In February 2013, Thousands of sci-fi fans and geeks of all ages came to participate at RadCon. Events included games, an art gallery, panel discussions, jewelry designing, costume making, makeup painting, and more. Magic the Gathering was the game of choice among CCG collectors. As per usual RadCon hosts donated to Rivers of Ink and Cavalcade of Authors.
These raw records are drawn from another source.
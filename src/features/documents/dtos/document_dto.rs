use serde::{Deserialize, Serialize};
use thiserror::Error;
use utoipa::ToSchema;
use uuid::Uuid;

use crate::features::documents::models::DocumentStatus;
use crate::shared::validation::OWNER_ID_REGEX;

/// Allowed MIME types for document uploads
pub const ALLOWED_MIME_TYPES: &[&str] = &["image/jpeg", "image/png", "application/pdf"];

/// Maximum file size in bytes (10MB)
pub const MAX_FILE_SIZE: usize = 10 * 1024 * 1024;

/// Default lifetime of URLs returned for documents in a terminal state (1 hour).
/// Overridden by `MINIO_PRESIGNED_URL_EXPIRY_SECS`.
pub const SIGNED_URL_TTL_SECS: u32 = 3600;

/// Check if a MIME type is allowed
pub fn is_mime_type_allowed(content_type: &str) -> bool {
    ALLOWED_MIME_TYPES.contains(&content_type)
}

/// Get file extension from content type
pub fn get_extension_from_content_type(content_type: &str) -> Option<&'static str> {
    match content_type {
        "image/jpeg" => Some("jpg"),
        "image/png" => Some("png"),
        "application/pdf" => Some("pdf"),
        _ => None,
    }
}

/// Upload form for OpenAPI documentation only; the handler reads multipart directly.
#[derive(Debug, ToSchema)]
#[allow(dead_code)]
pub struct UploadDocumentDto {
    /// The document to upload (JPEG, PNG or PDF, at most 10MB)
    #[schema(format = Binary, content_media_type = "application/octet-stream")]
    pub file: String,
    /// Identifier of the submitting user
    #[schema(example = "user_2abcXYZ")]
    #[allow(non_snake_case)]
    pub userId: String,
}

/// Response for a successful upload
#[derive(Debug, Clone, PartialEq, Eq, Serialize, Deserialize, ToSchema)]
#[serde(rename_all = "camelCase")]
pub struct UploadDocumentResponseDto {
    pub document_id: Uuid,
    pub status: DocumentStatus,
}

/// Response for a status lookup. `url` is present iff the status is terminal.
#[derive(Debug, Clone, PartialEq, Eq, Serialize, Deserialize, ToSchema)]
#[serde(rename_all = "camelCase")]
pub struct DocumentStatusResponseDto {
    pub document_id: Uuid,
    pub status: DocumentStatus,
    /// Time-limited signed URL to the stored file
    #[serde(default, skip_serializing_if = "Option::is_none")]
    pub url: Option<String>,
}

/// File part of an upload as read from the multipart body.
///
/// `data` holds the bytes only while the file is within `MAX_FILE_SIZE`;
/// `size_bytes` keeps counting past the ceiling so the rejection can be exact.
#[derive(Debug, Clone)]
pub struct UploadedFile {
    pub filename: String,
    pub content_type: String,
    pub size_bytes: usize,
    pub data: Vec<u8>,
}

/// Raw upload request, before validation
#[derive(Debug, Clone, Default)]
pub struct UploadForm {
    pub file: Option<UploadedFile>,
    pub user_id: Option<String>,
}

/// Upload request that passed every check
#[derive(Debug, Clone)]
pub struct ValidatedUpload {
    pub owner_id: String,
    pub filename: String,
    pub content_type: String,
    pub extension: &'static str,
    pub data: Vec<u8>,
}

/// Why an upload request was refused. Checked in declaration order.
#[derive(Debug, Clone, Copy, PartialEq, Eq, Error)]
pub enum UploadRejection {
    #[error("No file provided")]
    NoFile,
    #[error("Owner required")]
    OwnerRequired,
    #[error("Invalid owner ID")]
    InvalidOwner,
    #[error("File too large")]
    FileTooLarge,
    #[error("Invalid file type")]
    InvalidFileType,
}

impl UploadForm {
    pub fn validate(self) -> Result<ValidatedUpload, UploadRejection> {
        let file = self.file.ok_or(UploadRejection::NoFile)?;

        let owner_id = self
            .user_id
            .map(|s| s.trim().to_string())
            .filter(|s| !s.is_empty())
            .ok_or(UploadRejection::OwnerRequired)?;

        if !OWNER_ID_REGEX.is_match(&owner_id) {
            return Err(UploadRejection::InvalidOwner);
        }

        if file.size_bytes > MAX_FILE_SIZE {
            return Err(UploadRejection::FileTooLarge);
        }

        let extension = get_extension_from_content_type(&file.content_type)
            .filter(|_| is_mime_type_allowed(&file.content_type))
            .ok_or(UploadRejection::InvalidFileType)?;

        Ok(ValidatedUpload {
            owner_id,
            filename: file.filename,
            content_type: file.content_type,
            extension,
            data: file.data,
        })
    }
}

/// Client-side checks mirroring the server's ceiling and allow-list.
/// An empty result means the file may be submitted.
pub fn candidate_errors(content_type: &str, size_bytes: usize) -> Vec<String> {
    let mut errors = Vec::new();

    if size_bytes > MAX_FILE_SIZE {
        errors.push(format!(
            "File too large. Maximum size is {} MB",
            MAX_FILE_SIZE / 1024 / 1024
        ));
    }

    if !is_mime_type_allowed(content_type) {
        errors.push(format!(
            "Invalid file type '{}'. Allowed types: {}",
            content_type,
            ALLOWED_MIME_TYPES.join(", ")
        ));
    }

    errors
}
use sha2::{Digest, Sha256};
use std::sync::Arc;
use tracing::{debug, error, info};
use uuid::Uuid;

use crate::core::error::{AppError, Result};
use crate::features::documents::dtos::{
    DocumentStatusResponseDto, UploadDocumentResponseDto, ValidatedUpload,
};
use crate::features::documents::models::NewDocument;
use crate::features::documents::repositories::DocumentRepository;
use crate::modules::storage::BlobStore;

/// Service for document upload and status lookup
pub struct DocumentService {
    repository: Arc<dyn DocumentRepository>,
    blob_store: Arc<dyn BlobStore>,
    signed_url_ttl_secs: u32,
}

impl DocumentService {
    pub fn new(
        repository: Arc<dyn DocumentRepository>,
        blob_store: Arc<dyn BlobStore>,
        signed_url_ttl_secs: u32,
    ) -> Self {
        Self {
            repository,
            blob_store,
            signed_url_ttl_secs,
        }
    }

    /// Storage path for a document: `{owner_id}/{document_id}.{extension}`
    pub fn storage_path(owner_id: &str, document_id: Uuid, extension: &str) -> String {
        format!("{}/{}.{}", owner_id, document_id, extension)
    }

    /// Persist the blob, then the record.
    ///
    /// A failed blob write aborts before any record exists. A failed insert
    /// triggers a compensating delete of the blob; if that delete fails too
    /// the orphaned path is logged and the insert error is still returned.
    pub async fn upload(&self, upload: ValidatedUpload) -> Result<UploadDocumentResponseDto> {
        let document_id = Uuid::new_v4();
        let storage_path = Self::storage_path(&upload.owner_id, document_id, upload.extension);
        let size_bytes = upload.data.len() as i64;
        let checksum_sha256 = hex::encode(Sha256::digest(&upload.data));

        self.blob_store
            .write(&storage_path, upload.data, &upload.content_type)
            .await?;

        debug!("Document blob stored at {}", storage_path);

        let new_document = NewDocument {
            id: document_id,
            owner_id: upload.owner_id,
            filename: upload.filename,
            mime_type: upload.content_type,
            size_bytes,
            storage_path: storage_path.clone(),
            checksum_sha256,
        };

        let document = match self.repository.insert(new_document).await {
            Ok(document) => document,
            Err(insert_err) => {
                self.discard_blob(&storage_path).await;
                return Err(insert_err);
            }
        };

        info!(
            "Document uploaded: id={}, owner={}, mime={}, size={}",
            document.id, document.owner_id, document.mime_type, document.size_bytes
        );

        Ok(UploadDocumentResponseDto {
            document_id: document.id,
            status: document.status,
        })
    }

    async fn discard_blob(&self, storage_path: &str) {
        match self.blob_store.delete(storage_path).await {
            Ok(()) => debug!(
                "Removed blob {} after failed record insert",
                storage_path
            ),
            Err(e) => error!(
                storage_path = %storage_path,
                "Orphaned document blob: compensating delete failed: {}",
                e
            ),
        }
    }

    /// Current status of a document, with a fresh signed URL once terminal.
    pub async fn get_status(&self, document_id: Uuid) -> Result<DocumentStatusResponseDto> {
        let document = self
            .repository
            .get_by_id(document_id)
            .await?
            .ok_or_else(|| AppError::NotFound("Document not found".to_string()))?;

        let url = if document.status.is_terminal() {
            Some(
                self.blob_store
                    .mint_signed_url(&document.storage_path, self.signed_url_ttl_secs)
                    .await?,
            )
        } else {
            None
        };

        Ok(DocumentStatusResponseDto {
            document_id: document.id,
            status: document.status,
            url,
        })
    }
}
use crate::core::config::DatabaseConfig;
use sqlx::{migrate::MigrateError, postgres::PgPoolOptions, PgPool};
use std::time::Duration;

/// Open the Postgres pool backing the `documents` table.
pub async fn create_pool(config: &DatabaseConfig) -> Result<PgPool, sqlx::Error> {
    let pool = PgPoolOptions::new()
        .max_connections(config.max_connections)
        .min_connections(config.min_connections)
        .acquire_timeout(Duration::from_secs(config.acquire_timeout_secs))
        .idle_timeout(Duration::from_secs(config.idle_timeout_secs))
        .max_lifetime(Duration::from_secs(config.max_lifetime_secs))
        .connect(&config.url)
        .await?;

    tracing::info!(
        max_connections = config.max_connections,
        min_connections = config.min_connections,
        "Database connection pool created"
    );

    Ok(pool)
}

/// Apply the embedded migrations (document_status enum, documents table, status guard).
pub async fn run_migrations(pool: &PgPool) -> Result<(), MigrateError> {
    tracing::info!("Running database migrations...");
    sqlx::migrate!("./migrations").run(pool).await?;
    tracing::info!("Database migrations completed successfully");
    Ok(())
}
Guests of Honor who attended were "...author Tanya Huff, author of the Blood urban fantasy vampire series that became the TV show Blood Ties; artist J.P. Targete, whose art has been featured on a number of book covers and in The Rising comic book; Scott Allie, editor-in-chief of Dark Horse Comics; and Dragon Dronet, a stuntman and choreographer who worked on The Scorpion King and Tim Burton's Planet of the Apes movie."

==Name and numbering==
The name may have originated with a member of the initial concom who worked in Radiological Control, possibly at Pacific Northwest National Laboratory in Richland.

The unusual numbering convention (1, 1A, 1B, 1C, 2, 2A, ...) has to do with leap years. The first RadCon happened on February 28, 29, and March 1 of 1992. It is a yearly event, but its birthday is on leap day.